TheMarsian · 26/04/2023 08:41

@SimpleSimple I’m wondering how he would react if his ex was playing the same game of ringing to have his dcs during contact time….

Floofydawg · 26/04/2023 08:44

Jesus Christ that sounds exhausting. He's being ridiculous.

Bafflingpineapplecow · 26/04/2023 08:46

Absolutely not unreasonable OP. Life shouldn't stop and start based on whether your DSC are around or not. The faffing about by your husband and no consistency in your step kid's life would annoy me too. We had this very briefly with SDCs too a few years ago and it was just unsettling for every party concerned (excluding my DP who thought he was doing a good thing) - a good chat with your DP about how that must come across to your shared child and how much time in total you are wasting waiting about for SDC to become available should be able to fix it if he can manage to try and see the situation without his underlying Dad guilt.

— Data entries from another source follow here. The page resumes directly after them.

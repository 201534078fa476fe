pub mod fasta_reader;
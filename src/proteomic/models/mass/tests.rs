use crate::proteomic::models::amino_acids::amino_acid::{AminoAcid, InvalidResidueError};
use crate::proteomic::models::amino_acids::modification::{IsotopeLabel, ModificationProfile, CARBAMIDOMETHYL_MONO_MASS, ACETYL_MONO_MASS};
use crate::proteomic::models::mass::{calculate_mono_mass, mass_to_mz, mz_to_mass, DEUTERIUM_MONO_MASS, HYDROGEN_MONO_MASS, WATER_MONO_MASS};

const TOLERANCE: f64 = 1e-9;

#[test]
fn test_water_is_added_once() {
    let mass = calculate_mono_mass("G", &ModificationProfile::unmodified()).unwrap();
    let expected = WATER_MONO_MASS + AminoAcid::get('G').unwrap().get_mono_mass();
    assert!((mass - expected).abs() < TOLERANCE);
}

#[test]
fn test_known_peptide_mass() {
    // PEPTIDE, monoisotopic 799.359964
    let mass = calculate_mono_mass("PEPTIDE", &ModificationProfile::unmodified()).unwrap();
    assert!((mass - 799.359964).abs() < 1e-5);
}

#[test]
fn test_mass_is_positive_and_grows_with_length() {
    let profiles = vec![
        ModificationProfile::unmodified(),
        ModificationProfile::alkylated(),
        ModificationProfile::acetylated(IsotopeLabel::Light),
        ModificationProfile::acetylated(IsotopeLabel::Heavy),
    ];
    let sequence = "MSLREKTISGAKWSAIATVCIIGLGLVQMTVLAR";
    for profile in profiles.iter() {
        let mut last_mass = 0.0;
        for length in 1..=sequence.len() {
            let mass = calculate_mono_mass(&sequence[..length], profile).unwrap();
            assert!(mass > 0.0);
            assert!(mass > last_mass, "mass did not grow at length {} with {}", length, profile);
            last_mass = mass;
        }
    }
}

#[test]
fn test_cysteine_alkylation() {
    let unmodified = calculate_mono_mass("CAC", &ModificationProfile::unmodified()).unwrap();
    let alkylated = calculate_mono_mass("CAC", &ModificationProfile::alkylated()).unwrap();
    assert!((alkylated - unmodified - 2.0 * CARBAMIDOMETHYL_MONO_MASS).abs() < TOLERANCE);
}

#[test]
fn test_light_acetylation_per_lysine() {
    let unmodified = calculate_mono_mass("AKAKAK", &ModificationProfile::unmodified()).unwrap();
    let light = calculate_mono_mass("AKAKAK", &ModificationProfile::acetylated(IsotopeLabel::Light)).unwrap();
    assert!((light - unmodified - 3.0 * ACETYL_MONO_MASS).abs() < TOLERANCE);
}

#[test]
fn test_heavy_light_difference() {
    for sequence in ["LLSVVGIINFPALLGK", "KKEISHLELTTLYWK", "ARVDISFKFNVFK", "TLLFGYFGR"].iter() {
        let light = calculate_mono_mass(sequence, &ModificationProfile::acetylated(IsotopeLabel::Light)).unwrap();
        let heavy = calculate_mono_mass(sequence, &ModificationProfile::acetylated(IsotopeLabel::Heavy)).unwrap();
        let lysine_count = sequence.matches('K').count() as f64;
        let expected = lysine_count * (3.0 * (DEUTERIUM_MONO_MASS - HYDROGEN_MONO_MASS));
        assert!((heavy - light - expected).abs() < TOLERANCE, "{}: {} != {}", sequence, heavy - light, expected);
    }
}

#[test]
fn test_invalid_residue() {
    let result = calculate_mono_mass("PEPXIDE", &ModificationProfile::unmodified());
    assert_eq!(result, Err(InvalidResidueError::new('X', 3)));
}

#[test]
fn test_mz_conversion() {
    let mz = mass_to_mz(1000.0, 2);
    assert!((mz - 501.007276466).abs() < 1e-6);
    assert!((mz_to_mass(mz, 2) - 1000.0).abs() < TOLERANCE);
}
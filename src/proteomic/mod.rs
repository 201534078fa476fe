pub mod models;
pub mod utility;
pub mod tasks;
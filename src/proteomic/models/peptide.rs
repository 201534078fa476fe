use std::fmt;

/// Contiguous part of a protein sequence, bounded by cleavage sites or the sequence ends.
#[derive(Debug, Clone, PartialEq, Eq, Hash)]
pub struct Peptide {
    sequence: String,
    source_protein: String,
    number_of_missed_cleavages: u8
}

impl Peptide {
    pub fn new(sequence: &str, source_protein: &str, number_of_missed_cleavages: u8) -> Self {
        return Self {
            sequence: sequence.to_owned(),
            source_protein: source_protein.to_owned(),
            number_of_missed_cleavages: number_of_missed_cleavages
        }
    }

    pub fn get_sequence(&self) -> &str {
        return &self.sequence;
    }

    pub fn get_source_protein(&self) -> &str {
        return &self.source_protein;
    }

    pub fn get_length(&self) -> usize {
        return self.sequence.chars().count();
    }

    pub fn get_number_of_missed_cleavages(&self) -> u8 {
        return self.number_of_missed_cleavages;
    }

    pub fn count_residue(&self, one_letter_code: char) -> usize {
        return self.sequence.chars().filter(|residue| *residue == one_letter_code).count();
    }

    pub fn contains_residue(&self, one_letter_code: char) -> bool {
        return self.sequence.contains(one_letter_code);
    }
}

impl fmt::Display for Peptide {
    fn fmt(&self, f: &mut fmt::Formatter) -> fmt::Result {
        write!(f, "{} ({})", self.sequence, self.source_protein)
    }
}
use crate::proteomic::models::protein::ProteinRecord;

const O95139_HEADER: &str = ">sp|O95139|NDUB6_HUMAN NADH dehydrogenase [ubiquinone] 1 beta subcomplex subunit 6 OS=Homo sapiens OX=9606 GN=NDUFB6 PE=1 SV=3";
const O95139_SEQUENCE: &str = "MTGYTPDEKLRLQQLRELRRRWLKDQELSPREPVLPPQKMGPMEKFWNKFLENKSPWRKMVHGVYKKSIFVFTHVLVPVWIIHYYMKYHVSEKPYGIVEKKSRIFPGDTILETGEVIPPMKEFPDQHH";

#[test]
pub fn test_equality() {
    let pro1 = ProteinRecord::from_header(O95139_HEADER, O95139_SEQUENCE).unwrap();
    let pro2 = ProteinRecord::from_header(O95139_HEADER, O95139_SEQUENCE).unwrap();
    assert!(pro1 == pro2);
}

#[test]
pub fn test_unequlity() {
    let pro1 = ProteinRecord::from_header(O95139_HEADER, O95139_SEQUENCE).unwrap();
    let pro2 = ProteinRecord::from_header(
        ">sp|O75438|NDUB1_HUMAN NADH dehydrogenase [ubiquinone] 1 beta subcomplex subunit 1 OS=Homo sapiens OX=9606 GN=NDUFB1 PE=1 SV=1",
        "MVNLLQIVRDHWVHVLVPMGFVIGCYLDRKSDERLTAFRNKSMLFKRELQPSEEVTWK"
    ).unwrap();
    assert!(pro1 != pro2);
}

#[test]
pub fn test_header_parts() {
    let protein = ProteinRecord::from_header(O95139_HEADER, O95139_SEQUENCE).unwrap();
    assert_eq!(protein.get_identifier(), "sp|O95139|NDUB6_HUMAN");
    assert!(protein.get_description().starts_with("NADH dehydrogenase"));
    assert_eq!(protein.get_accession(), "O95139");
    assert_eq!(protein.get_header(), O95139_HEADER);
    assert_eq!(protein.as_fasta_entry(), format!("{}\n{}\n", O95139_HEADER, O95139_SEQUENCE));
}

#[test]
pub fn test_header_without_description() {
    let protein = ProteinRecord::from_header(">my_protein", "MKR").unwrap();
    assert_eq!(protein.get_identifier(), "my_protein");
    assert_eq!(protein.get_description(), "");
    // no UniProt accession inside
    assert_eq!(protein.get_accession(), "my_protein");
    assert_eq!(protein.get_header(), ">my_protein");
}

#[test]
pub fn test_header_without_identifier() {
    assert!(ProteinRecord::from_header(">", "MKR").is_none());
    assert!(ProteinRecord::from_header(">   ", "MKR").is_none());
}

#[test]
fn test_accession_of_many_proteins() {
    let identifiers = ["sp|P77377|WZXC_ECOLI", "tr|A0A024R161|A0A024R161_HUMAN", "sp|Q9H9K5|ERVV1_HUMAN", "contaminant_42"];
    let expected = ["P77377", "A0A024R161", "Q9H9K5", "contaminant_42"];
    for _ in 0..100 {
        for (identifier, accession) in identifiers.iter().zip(expected.iter()) {
            assert_eq!(ProteinRecord::new(identifier, "", "MK").get_accession(), *accession);
        }
    }
}
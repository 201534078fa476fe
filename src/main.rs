use std::error::Error;
use std::process;

use clap::{App, AppSettings, Arg, ArgGroup, ArgMatches, SubCommand};
use tracing::{debug, info};

use precursor_coverage::proteomic::tasks::TaskError;
use precursor_coverage::proteomic::tasks::coverage::{self, CoverageArguments};
use precursor_coverage::proteomic::tasks::precursors::{self, PrecursorsArguments};
use precursor_coverage::proteomic::tasks::sequence_mass::{self, SequenceMassArguments};
use precursor_coverage::proteomic::utility::logger;

fn enzym_arg<'a, 'b>() -> Arg<'a, 'b> {
    return Arg::with_name("ENZYM_NAME")
        .short("e")
        .long("enzyme")
        .takes_value(true)
        .env("PRECURSOR_ENZYME")
        .help("trypsin or arg-c (default: trypsin)");
}

fn alkylation_arg<'a, 'b>() -> Arg<'a, 'b> {
    return Arg::with_name("ALKYLATION")
        .long("alkylation")
        .help("carbamidomethylation of every cysteine");
}

fn acetylation_arg<'a, 'b>() -> Arg<'a, 'b> {
    return Arg::with_name("ACETYLATION")
        .long("acetylation")
        .takes_value(true)
        .possible_values(&["light", "heavy"])
        .help("acetylation of every lysine with the given isotope label");
}

fn build_cli<'a, 'b>() -> App<'a, 'b> {
    return App::new("precursor-coverage")
        .version(env!("CARGO_PKG_VERSION"))
        .about("Digests a protein database in silico and tabulates precursor m/z coverage of acquisition windows")
        .setting(AppSettings::SubcommandRequiredElseHelp)
        .arg(Arg::with_name("VERBOSE").short("v").multiple(true).global(true).help("more log output, repeat for more"))
        .arg(Arg::with_name("QUIET").short("q").long("quiet").global(true).help("no log output"))
        .subcommand(SubCommand::with_name("precursors")
            .about("digests a FASTA file and writes the precursor observations as CSV")
            .arg(Arg::with_name("INPUT_FILE").short("i").long("input-file").takes_value(true).required(true).help("FASTA file"))
            .arg(Arg::with_name("OUTPUT_FILE").short("o").long("output-file").takes_value(true).required(true).help("precursor CSV"))
            .arg(enzym_arg())
            .arg(Arg::with_name("NUMBER_OF_MISSED_CLEAVAGES").short("m").long("missed-cleavages").takes_value(true).env("PRECURSOR_MISSED_CLEAVAGES"))
            .arg(Arg::with_name("MIN_PEPTIDE_LENGTH").short("l").long("min-length").takes_value(true).env("PRECURSOR_MIN_PEPTIDE_LENGTH"))
            .arg(Arg::with_name("MAX_PEPTIDE_LENGTH").short("L").long("max-length").takes_value(true).env("PRECURSOR_MAX_PEPTIDE_LENGTH"))
            .arg(alkylation_arg())
            .arg(acetylation_arg())
            .arg(Arg::with_name("REQUIRE_LYSINE").long("require-lysine").help("keep only peptides containing K"))
            .arg(Arg::with_name("CHARGE_MODE").long("charge-mode").takes_value(true).possible_values(&["estimated", "all"]))
            .arg(Arg::with_name("IGNORE_PROLINE_RULE").long("ignore-proline-rule").help("cleave before proline, too"))
            .arg(Arg::with_name("THREAD_COUNT").short("t").long("threads").takes_value(true).env("PRECURSOR_THREAD_COUNT"))
            .arg(Arg::with_name("REJECTED_PROTEINS_FILE").long("rejected-proteins").takes_value(true).help("FASTA file for proteins with invalid residues")))
        .subcommand(SubCommand::with_name("coverage")
            .about("fraction of precursor m/z values inside each acquisition window")
            .arg(Arg::with_name("WINDOW_FILE").short("w").long("windows").takes_value(true).required(true).help("CSV with start_mz and stop_mz"))
            .arg(Arg::with_name("PRECURSOR_FILE").short("p").long("precursors").takes_value(true).help("CSV written by the precursors command"))
            .arg(Arg::with_name("SPECTRAL_LIBRARY").short("s").long("spectral-library").takes_value(true).help("tab separated spectral library"))
            .arg(Arg::with_name("ALL_ENTRIES").long("all-entries").requires("SPECTRAL_LIBRARY").help("use all library precursors, not only acetylated ones"))
            .group(ArgGroup::with_name("MZ_SOURCE").args(&["PRECURSOR_FILE", "SPECTRAL_LIBRARY"]).required(true))
            .arg(Arg::with_name("OUTPUT_FILE").short("o").long("output-file").takes_value(true).required(true).help("coverage CSV")))
        .subcommand(SubCommand::with_name("sequence-mass")
            .about("prints mass, estimated charge and m/z of a single sequence")
            .arg(Arg::with_name("SEQUENCE").short("s").long("sequence").takes_value(true).required(true))
            .arg(enzym_arg())
            .arg(alkylation_arg())
            .arg(acetylation_arg()));
}

/// `-v` and `-q` may be given before or after the subcommand.
fn get_log_settings(matches: &ArgMatches) -> (u64, bool) {
    let mut verbosity = matches.occurrences_of("VERBOSE");
    let mut quiet = matches.is_present("QUIET");
    if let (_, Some(subcommand_matches)) = matches.subcommand() {
        verbosity = verbosity.max(subcommand_matches.occurrences_of("VERBOSE"));
        quiet = quiet || subcommand_matches.is_present("QUIET");
    }
    return (verbosity, quiet);
}

fn run(matches: &ArgMatches) -> Result<(), TaskError> {
    match matches.subcommand() {
        ("precursors", Some(precursors_matches)) => {
            let arguments = PrecursorsArguments::from_cli_args(precursors_matches)?;
            let summary = precursors::precursors_task(&arguments)?;
            info!("{}", summary);
        },
        ("coverage", Some(coverage_matches)) => {
            let arguments = CoverageArguments::from_cli_args(coverage_matches)?;
            coverage::coverage_task(&arguments)?;
        },
        ("sequence-mass", Some(sequence_mass_matches)) => {
            let arguments = SequenceMassArguments::from_cli_args(sequence_mass_matches)?;
            sequence_mass::sequence_mass_task(&arguments)?;
        },
        (subcommand, _) => return Err(TaskError::Argument(format!("unknown command '{}'", subcommand)))
    }
    return Ok(());
}

fn main() {
    // a missing .env is fine, the environment may be set otherwise
    let dotenv_path = dotenv::dotenv().ok();
    let matches = build_cli().get_matches();
    let (verbosity, quiet) = get_log_settings(&matches);
    logger::setup_logging(verbosity, quiet);
    if let Some(dotenv_path) = dotenv_path {
        debug!("loaded {}", dotenv_path.display());
    }
    if let Err(err) = run(&matches) {
        eprintln!("ERROR: {}", err);
        let mut source = err.source();
        while let Some(cause) = source {
            eprintln!("\tcaused by: {}", cause);
            source = cause.source();
        }
        process::exit(1);
    }
}

#[cfg(test)]
mod tests {
    use super::*;

    #[test]
    fn test_log_flags_after_subcommand() {
        let matches = build_cli().get_matches_from_safe(vec!["precursor-coverage", "precursors", "-v", "-v", "-i", "in.fasta", "-o", "out.csv"]).unwrap();
        assert_eq!(get_log_settings(&matches), (2, false));
        let matches = build_cli().get_matches_from_safe(vec!["precursor-coverage", "coverage", "-w", "w.csv", "-p", "p.csv", "-o", "c.csv", "-q"]).unwrap();
        assert_eq!(get_log_settings(&matches), (0, true));
    }

    #[test]
    fn test_log_flags_before_subcommand() {
        let matches = build_cli().get_matches_from_safe(vec!["precursor-coverage", "-v", "sequence-mass", "-s", "PEPTIDEK"]).unwrap();
        assert_eq!(get_log_settings(&matches).0, 1);
    }
}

SavBlancTonight · 26/04/2023 08:47

I totally get it op. It's not about the dsc, it's about the disruption. When MIL is in town, she stays with sil but we used to havr this a bit. I was 100% happy to include her in anything amd everything when she was with us and if we made plans in advance, also v happy to invite her. But if we just spontaneously wanted to get a take away and then dh would phone to see if she wanted to come and then we would have to.negotiate on food then he would have to collect her .... and suddenly the quick easy takeaway turned into this whole fiasco and inevitably I was left dealing with our hungry fractious dc while he was off collecting her and getting her settled etc.

I would also be v upset if he's unwilling yo do sunday dinner without them

GrumpyPanda · 26/04/2023 08:48

I bet DSC mum takes them out occasionally on her time without inviting your kids along. Doesn't sound like they're missing out unless there's something severely deficient in her parenting.

Silverrocks · 26/04/2023 08:50

I can see why it's frustrating, of course it's reasonable and decent to include his children in things, but there's no harm in spending time as a 3 and doing things as a 3 either. Presumably when he sees them he can take them out and about without any resistance from you without your DC. I think there's probably a balance, and does he often just latch onto your plans rather than make his own with his children?

KnickerlessParsons · 26/04/2023 08:50

There is a barrier - they aren't free at that time

I'm not talking about the one off McD visit. The OP said the mum never prevents the dad from seeing his children off the cuff, whenever he wants. The OP seems to resent that.